=== Dataset content ===

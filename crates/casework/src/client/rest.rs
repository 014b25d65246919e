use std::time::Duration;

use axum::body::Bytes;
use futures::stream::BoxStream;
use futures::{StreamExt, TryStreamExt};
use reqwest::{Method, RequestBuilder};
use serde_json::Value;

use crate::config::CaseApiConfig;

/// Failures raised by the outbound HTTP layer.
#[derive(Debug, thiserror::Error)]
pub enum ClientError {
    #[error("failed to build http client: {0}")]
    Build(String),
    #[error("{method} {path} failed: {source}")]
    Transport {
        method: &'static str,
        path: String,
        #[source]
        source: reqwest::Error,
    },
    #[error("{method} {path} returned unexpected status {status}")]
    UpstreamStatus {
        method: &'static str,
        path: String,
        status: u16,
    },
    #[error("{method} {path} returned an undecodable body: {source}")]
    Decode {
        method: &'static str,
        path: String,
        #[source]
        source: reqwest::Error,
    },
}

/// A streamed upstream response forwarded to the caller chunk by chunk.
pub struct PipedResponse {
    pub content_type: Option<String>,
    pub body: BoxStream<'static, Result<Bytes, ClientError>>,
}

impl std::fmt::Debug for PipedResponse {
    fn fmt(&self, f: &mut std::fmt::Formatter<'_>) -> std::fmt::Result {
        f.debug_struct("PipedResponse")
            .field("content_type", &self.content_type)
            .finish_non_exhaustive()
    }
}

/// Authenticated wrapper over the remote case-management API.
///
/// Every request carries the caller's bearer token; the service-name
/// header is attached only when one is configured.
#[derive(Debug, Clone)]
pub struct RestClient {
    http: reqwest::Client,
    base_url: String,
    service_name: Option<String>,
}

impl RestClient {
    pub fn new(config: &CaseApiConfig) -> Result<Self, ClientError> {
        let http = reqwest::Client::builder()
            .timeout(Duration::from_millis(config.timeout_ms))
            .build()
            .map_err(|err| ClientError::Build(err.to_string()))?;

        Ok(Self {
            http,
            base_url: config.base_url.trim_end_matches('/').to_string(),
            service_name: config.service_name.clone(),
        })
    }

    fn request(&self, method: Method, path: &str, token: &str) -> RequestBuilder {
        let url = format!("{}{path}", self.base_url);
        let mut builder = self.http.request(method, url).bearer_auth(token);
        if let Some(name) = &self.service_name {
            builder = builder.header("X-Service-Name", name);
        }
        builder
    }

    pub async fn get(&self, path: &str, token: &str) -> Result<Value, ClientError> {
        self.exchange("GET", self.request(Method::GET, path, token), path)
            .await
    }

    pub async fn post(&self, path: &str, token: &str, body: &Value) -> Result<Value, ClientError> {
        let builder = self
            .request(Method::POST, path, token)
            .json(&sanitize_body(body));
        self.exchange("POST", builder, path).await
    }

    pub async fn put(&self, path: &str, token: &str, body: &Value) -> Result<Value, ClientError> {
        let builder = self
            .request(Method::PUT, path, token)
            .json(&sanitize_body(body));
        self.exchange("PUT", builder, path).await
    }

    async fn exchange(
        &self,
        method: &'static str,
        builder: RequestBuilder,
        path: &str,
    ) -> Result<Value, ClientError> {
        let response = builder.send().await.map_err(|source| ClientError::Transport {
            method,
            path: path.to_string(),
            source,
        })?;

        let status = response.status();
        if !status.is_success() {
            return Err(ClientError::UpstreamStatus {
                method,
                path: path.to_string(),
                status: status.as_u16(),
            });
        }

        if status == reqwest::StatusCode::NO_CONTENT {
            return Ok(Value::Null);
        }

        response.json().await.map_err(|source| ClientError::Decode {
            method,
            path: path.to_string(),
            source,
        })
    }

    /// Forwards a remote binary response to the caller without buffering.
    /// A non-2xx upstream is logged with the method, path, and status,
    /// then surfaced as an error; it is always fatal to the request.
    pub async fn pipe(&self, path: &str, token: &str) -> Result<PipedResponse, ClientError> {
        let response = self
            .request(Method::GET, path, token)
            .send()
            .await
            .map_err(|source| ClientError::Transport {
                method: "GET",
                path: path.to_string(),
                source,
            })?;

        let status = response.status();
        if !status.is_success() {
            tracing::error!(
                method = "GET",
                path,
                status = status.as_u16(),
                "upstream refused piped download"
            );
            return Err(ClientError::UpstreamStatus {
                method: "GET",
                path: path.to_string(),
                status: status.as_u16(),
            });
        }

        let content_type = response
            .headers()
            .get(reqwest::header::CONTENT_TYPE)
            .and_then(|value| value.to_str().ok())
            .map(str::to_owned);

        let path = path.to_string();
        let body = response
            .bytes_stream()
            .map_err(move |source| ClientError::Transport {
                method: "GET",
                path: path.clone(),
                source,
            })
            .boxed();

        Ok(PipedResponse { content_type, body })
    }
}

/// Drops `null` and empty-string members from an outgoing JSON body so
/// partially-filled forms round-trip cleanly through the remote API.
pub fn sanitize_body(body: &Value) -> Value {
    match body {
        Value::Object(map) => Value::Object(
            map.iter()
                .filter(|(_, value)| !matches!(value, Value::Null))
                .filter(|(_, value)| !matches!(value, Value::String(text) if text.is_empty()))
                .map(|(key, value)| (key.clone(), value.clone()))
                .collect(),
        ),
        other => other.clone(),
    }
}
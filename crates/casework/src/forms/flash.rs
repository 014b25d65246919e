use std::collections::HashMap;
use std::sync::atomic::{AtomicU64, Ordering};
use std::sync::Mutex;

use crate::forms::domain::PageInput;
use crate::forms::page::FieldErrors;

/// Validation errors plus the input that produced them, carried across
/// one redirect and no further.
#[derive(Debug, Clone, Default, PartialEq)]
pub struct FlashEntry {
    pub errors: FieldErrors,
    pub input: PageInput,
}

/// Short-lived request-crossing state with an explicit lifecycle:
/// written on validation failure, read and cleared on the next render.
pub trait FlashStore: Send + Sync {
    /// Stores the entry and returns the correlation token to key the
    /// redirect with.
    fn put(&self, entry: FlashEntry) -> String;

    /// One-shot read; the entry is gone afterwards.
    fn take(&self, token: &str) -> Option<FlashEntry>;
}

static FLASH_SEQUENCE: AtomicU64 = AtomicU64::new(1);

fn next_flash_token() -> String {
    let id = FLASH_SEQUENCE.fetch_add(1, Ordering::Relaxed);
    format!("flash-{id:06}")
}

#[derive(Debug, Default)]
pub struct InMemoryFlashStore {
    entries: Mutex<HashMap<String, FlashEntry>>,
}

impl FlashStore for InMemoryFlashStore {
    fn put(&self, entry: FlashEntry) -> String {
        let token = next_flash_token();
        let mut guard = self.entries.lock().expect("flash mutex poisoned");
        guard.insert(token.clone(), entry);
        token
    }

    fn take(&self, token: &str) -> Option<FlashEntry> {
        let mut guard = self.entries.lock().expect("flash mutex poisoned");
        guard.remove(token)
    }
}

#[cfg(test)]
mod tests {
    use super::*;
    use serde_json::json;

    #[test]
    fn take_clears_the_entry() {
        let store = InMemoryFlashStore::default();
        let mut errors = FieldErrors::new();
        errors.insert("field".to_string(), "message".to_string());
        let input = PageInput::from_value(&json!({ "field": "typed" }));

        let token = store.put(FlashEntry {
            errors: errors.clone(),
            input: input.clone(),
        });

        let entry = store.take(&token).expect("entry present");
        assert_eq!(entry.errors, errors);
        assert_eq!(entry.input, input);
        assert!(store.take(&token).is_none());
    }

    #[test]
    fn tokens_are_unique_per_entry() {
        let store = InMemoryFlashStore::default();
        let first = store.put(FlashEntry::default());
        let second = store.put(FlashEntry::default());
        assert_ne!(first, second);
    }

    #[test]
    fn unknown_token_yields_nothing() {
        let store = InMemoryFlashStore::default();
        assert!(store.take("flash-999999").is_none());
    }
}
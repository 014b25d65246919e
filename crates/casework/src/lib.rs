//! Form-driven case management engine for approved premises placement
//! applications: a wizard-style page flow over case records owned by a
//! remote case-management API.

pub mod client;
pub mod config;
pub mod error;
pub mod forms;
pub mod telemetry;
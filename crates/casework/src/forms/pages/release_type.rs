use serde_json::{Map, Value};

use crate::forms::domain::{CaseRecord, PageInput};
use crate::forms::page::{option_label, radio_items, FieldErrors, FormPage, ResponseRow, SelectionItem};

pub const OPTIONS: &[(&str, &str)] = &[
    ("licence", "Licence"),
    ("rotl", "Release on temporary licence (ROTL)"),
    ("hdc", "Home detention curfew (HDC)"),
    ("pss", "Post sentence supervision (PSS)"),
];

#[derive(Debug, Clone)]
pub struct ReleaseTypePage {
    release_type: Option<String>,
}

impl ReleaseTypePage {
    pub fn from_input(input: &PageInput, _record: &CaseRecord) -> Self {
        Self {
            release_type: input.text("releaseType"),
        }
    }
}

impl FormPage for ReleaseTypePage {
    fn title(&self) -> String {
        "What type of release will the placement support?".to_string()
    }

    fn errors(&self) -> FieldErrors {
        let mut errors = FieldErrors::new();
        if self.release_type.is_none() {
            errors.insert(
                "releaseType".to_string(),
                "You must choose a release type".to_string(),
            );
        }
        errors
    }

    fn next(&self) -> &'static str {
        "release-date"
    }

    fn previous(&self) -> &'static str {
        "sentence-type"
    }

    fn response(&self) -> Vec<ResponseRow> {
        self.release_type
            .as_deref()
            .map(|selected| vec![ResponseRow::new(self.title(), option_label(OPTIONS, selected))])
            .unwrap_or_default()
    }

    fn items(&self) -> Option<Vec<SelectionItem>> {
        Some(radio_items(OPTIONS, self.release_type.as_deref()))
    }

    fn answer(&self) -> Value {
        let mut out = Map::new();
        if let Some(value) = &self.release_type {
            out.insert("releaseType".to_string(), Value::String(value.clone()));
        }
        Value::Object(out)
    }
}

===
=== Dataset content ===

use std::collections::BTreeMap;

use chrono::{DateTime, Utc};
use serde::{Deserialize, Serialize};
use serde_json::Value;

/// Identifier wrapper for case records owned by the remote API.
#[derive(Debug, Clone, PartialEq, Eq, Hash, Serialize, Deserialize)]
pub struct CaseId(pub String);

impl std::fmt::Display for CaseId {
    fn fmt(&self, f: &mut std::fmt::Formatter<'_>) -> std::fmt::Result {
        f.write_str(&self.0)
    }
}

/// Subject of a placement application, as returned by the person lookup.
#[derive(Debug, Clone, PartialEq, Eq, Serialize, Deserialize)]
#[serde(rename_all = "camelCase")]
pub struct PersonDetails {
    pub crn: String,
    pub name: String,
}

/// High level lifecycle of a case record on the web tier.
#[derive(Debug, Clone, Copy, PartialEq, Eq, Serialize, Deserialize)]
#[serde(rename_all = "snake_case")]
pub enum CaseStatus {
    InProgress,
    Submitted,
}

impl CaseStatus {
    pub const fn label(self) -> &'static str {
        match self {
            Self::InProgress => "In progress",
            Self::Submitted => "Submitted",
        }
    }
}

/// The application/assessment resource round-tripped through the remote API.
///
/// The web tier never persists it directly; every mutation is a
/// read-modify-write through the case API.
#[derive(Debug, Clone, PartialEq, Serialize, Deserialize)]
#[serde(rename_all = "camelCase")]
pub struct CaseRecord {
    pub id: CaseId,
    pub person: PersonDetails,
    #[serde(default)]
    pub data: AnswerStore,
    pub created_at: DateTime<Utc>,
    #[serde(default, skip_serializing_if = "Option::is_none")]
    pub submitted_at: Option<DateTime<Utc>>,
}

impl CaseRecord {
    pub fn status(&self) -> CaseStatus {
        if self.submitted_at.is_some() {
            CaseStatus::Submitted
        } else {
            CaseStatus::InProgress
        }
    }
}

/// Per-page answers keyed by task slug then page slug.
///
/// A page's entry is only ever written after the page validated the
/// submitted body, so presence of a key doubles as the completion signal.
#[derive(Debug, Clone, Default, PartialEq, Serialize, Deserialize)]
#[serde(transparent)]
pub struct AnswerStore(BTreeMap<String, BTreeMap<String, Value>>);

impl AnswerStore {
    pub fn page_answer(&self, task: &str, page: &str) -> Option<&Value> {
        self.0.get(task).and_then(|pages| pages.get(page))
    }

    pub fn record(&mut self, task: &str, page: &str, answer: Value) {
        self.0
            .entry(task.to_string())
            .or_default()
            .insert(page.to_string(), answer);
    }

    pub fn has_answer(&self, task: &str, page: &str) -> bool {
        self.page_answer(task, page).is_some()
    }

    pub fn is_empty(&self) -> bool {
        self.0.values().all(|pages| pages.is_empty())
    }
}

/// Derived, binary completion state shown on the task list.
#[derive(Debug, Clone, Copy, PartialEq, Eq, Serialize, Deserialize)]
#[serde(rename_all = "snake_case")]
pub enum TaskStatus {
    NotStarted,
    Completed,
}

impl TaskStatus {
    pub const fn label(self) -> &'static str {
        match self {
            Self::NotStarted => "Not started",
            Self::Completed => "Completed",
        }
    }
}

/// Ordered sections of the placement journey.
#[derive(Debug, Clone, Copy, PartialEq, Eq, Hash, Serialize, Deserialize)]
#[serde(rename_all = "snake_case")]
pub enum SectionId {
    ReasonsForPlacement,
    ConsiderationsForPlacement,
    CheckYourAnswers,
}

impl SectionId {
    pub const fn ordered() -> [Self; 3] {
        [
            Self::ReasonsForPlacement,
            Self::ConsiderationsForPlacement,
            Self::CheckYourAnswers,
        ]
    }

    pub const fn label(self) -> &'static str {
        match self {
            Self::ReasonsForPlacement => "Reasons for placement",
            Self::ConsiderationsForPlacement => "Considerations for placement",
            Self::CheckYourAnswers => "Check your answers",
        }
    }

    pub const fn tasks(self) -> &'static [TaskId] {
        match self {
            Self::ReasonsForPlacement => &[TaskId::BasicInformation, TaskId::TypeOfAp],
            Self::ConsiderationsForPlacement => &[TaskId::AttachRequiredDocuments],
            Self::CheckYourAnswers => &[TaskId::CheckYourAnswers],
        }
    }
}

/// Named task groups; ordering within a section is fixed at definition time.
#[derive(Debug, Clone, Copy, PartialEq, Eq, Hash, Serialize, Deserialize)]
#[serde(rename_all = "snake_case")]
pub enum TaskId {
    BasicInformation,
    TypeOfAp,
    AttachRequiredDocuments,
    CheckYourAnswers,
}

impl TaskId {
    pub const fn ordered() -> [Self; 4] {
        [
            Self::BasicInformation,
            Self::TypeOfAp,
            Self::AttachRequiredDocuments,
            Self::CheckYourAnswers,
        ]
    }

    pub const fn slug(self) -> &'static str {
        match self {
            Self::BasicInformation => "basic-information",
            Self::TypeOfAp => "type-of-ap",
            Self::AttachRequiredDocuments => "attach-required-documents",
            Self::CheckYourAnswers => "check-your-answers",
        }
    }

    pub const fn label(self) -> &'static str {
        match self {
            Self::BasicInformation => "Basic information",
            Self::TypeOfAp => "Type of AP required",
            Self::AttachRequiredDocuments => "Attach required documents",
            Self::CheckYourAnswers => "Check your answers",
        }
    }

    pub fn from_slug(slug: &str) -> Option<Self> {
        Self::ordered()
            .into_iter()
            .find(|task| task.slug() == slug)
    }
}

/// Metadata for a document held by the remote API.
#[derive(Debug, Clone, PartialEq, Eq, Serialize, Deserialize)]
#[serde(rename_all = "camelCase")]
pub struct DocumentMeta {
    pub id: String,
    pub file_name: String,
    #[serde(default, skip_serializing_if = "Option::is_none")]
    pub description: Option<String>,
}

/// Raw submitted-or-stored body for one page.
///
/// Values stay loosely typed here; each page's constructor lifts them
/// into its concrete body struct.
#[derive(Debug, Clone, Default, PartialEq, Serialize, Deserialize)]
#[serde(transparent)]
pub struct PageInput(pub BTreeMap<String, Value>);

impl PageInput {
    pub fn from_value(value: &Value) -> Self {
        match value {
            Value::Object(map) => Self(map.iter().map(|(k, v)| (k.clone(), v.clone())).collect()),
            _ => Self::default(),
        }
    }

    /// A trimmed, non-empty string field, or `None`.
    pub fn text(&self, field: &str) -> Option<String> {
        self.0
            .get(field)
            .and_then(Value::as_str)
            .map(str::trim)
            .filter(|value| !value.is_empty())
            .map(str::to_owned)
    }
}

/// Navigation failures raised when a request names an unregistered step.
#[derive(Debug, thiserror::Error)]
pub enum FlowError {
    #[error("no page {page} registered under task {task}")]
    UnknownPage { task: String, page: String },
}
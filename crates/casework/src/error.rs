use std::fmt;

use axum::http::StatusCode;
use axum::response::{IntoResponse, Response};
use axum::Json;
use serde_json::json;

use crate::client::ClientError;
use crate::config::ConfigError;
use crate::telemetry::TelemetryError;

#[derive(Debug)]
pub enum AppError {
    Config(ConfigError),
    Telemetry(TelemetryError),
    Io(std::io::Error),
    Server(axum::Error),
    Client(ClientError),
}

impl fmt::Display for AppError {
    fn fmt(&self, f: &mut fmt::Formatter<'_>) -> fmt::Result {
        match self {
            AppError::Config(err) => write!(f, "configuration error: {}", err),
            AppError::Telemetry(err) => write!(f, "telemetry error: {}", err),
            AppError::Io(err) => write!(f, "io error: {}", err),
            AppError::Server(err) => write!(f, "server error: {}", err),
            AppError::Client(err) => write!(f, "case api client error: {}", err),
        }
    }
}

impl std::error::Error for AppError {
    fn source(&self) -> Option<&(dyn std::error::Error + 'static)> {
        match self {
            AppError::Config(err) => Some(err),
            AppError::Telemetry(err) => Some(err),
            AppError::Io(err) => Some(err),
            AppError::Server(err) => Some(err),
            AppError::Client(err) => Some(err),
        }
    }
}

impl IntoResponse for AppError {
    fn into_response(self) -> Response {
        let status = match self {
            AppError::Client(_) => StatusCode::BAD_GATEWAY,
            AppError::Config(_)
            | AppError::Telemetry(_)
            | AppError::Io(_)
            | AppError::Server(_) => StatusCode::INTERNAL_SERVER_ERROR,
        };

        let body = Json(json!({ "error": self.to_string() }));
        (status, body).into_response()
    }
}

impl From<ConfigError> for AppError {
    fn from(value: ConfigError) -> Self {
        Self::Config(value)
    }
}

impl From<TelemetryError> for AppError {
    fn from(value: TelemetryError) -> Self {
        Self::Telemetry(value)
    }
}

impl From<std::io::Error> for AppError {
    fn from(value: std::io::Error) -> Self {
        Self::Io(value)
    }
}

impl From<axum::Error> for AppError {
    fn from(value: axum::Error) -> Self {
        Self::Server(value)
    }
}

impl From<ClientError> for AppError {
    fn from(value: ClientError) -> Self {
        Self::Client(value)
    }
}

===

▶ **What is being asked**: Filter the records above for the string "InProgress" and copy each matching line.

▶ **Response to this exercise**:
    InProgress,
            Self::InProgress => "In progress",
            CaseStatus::InProgress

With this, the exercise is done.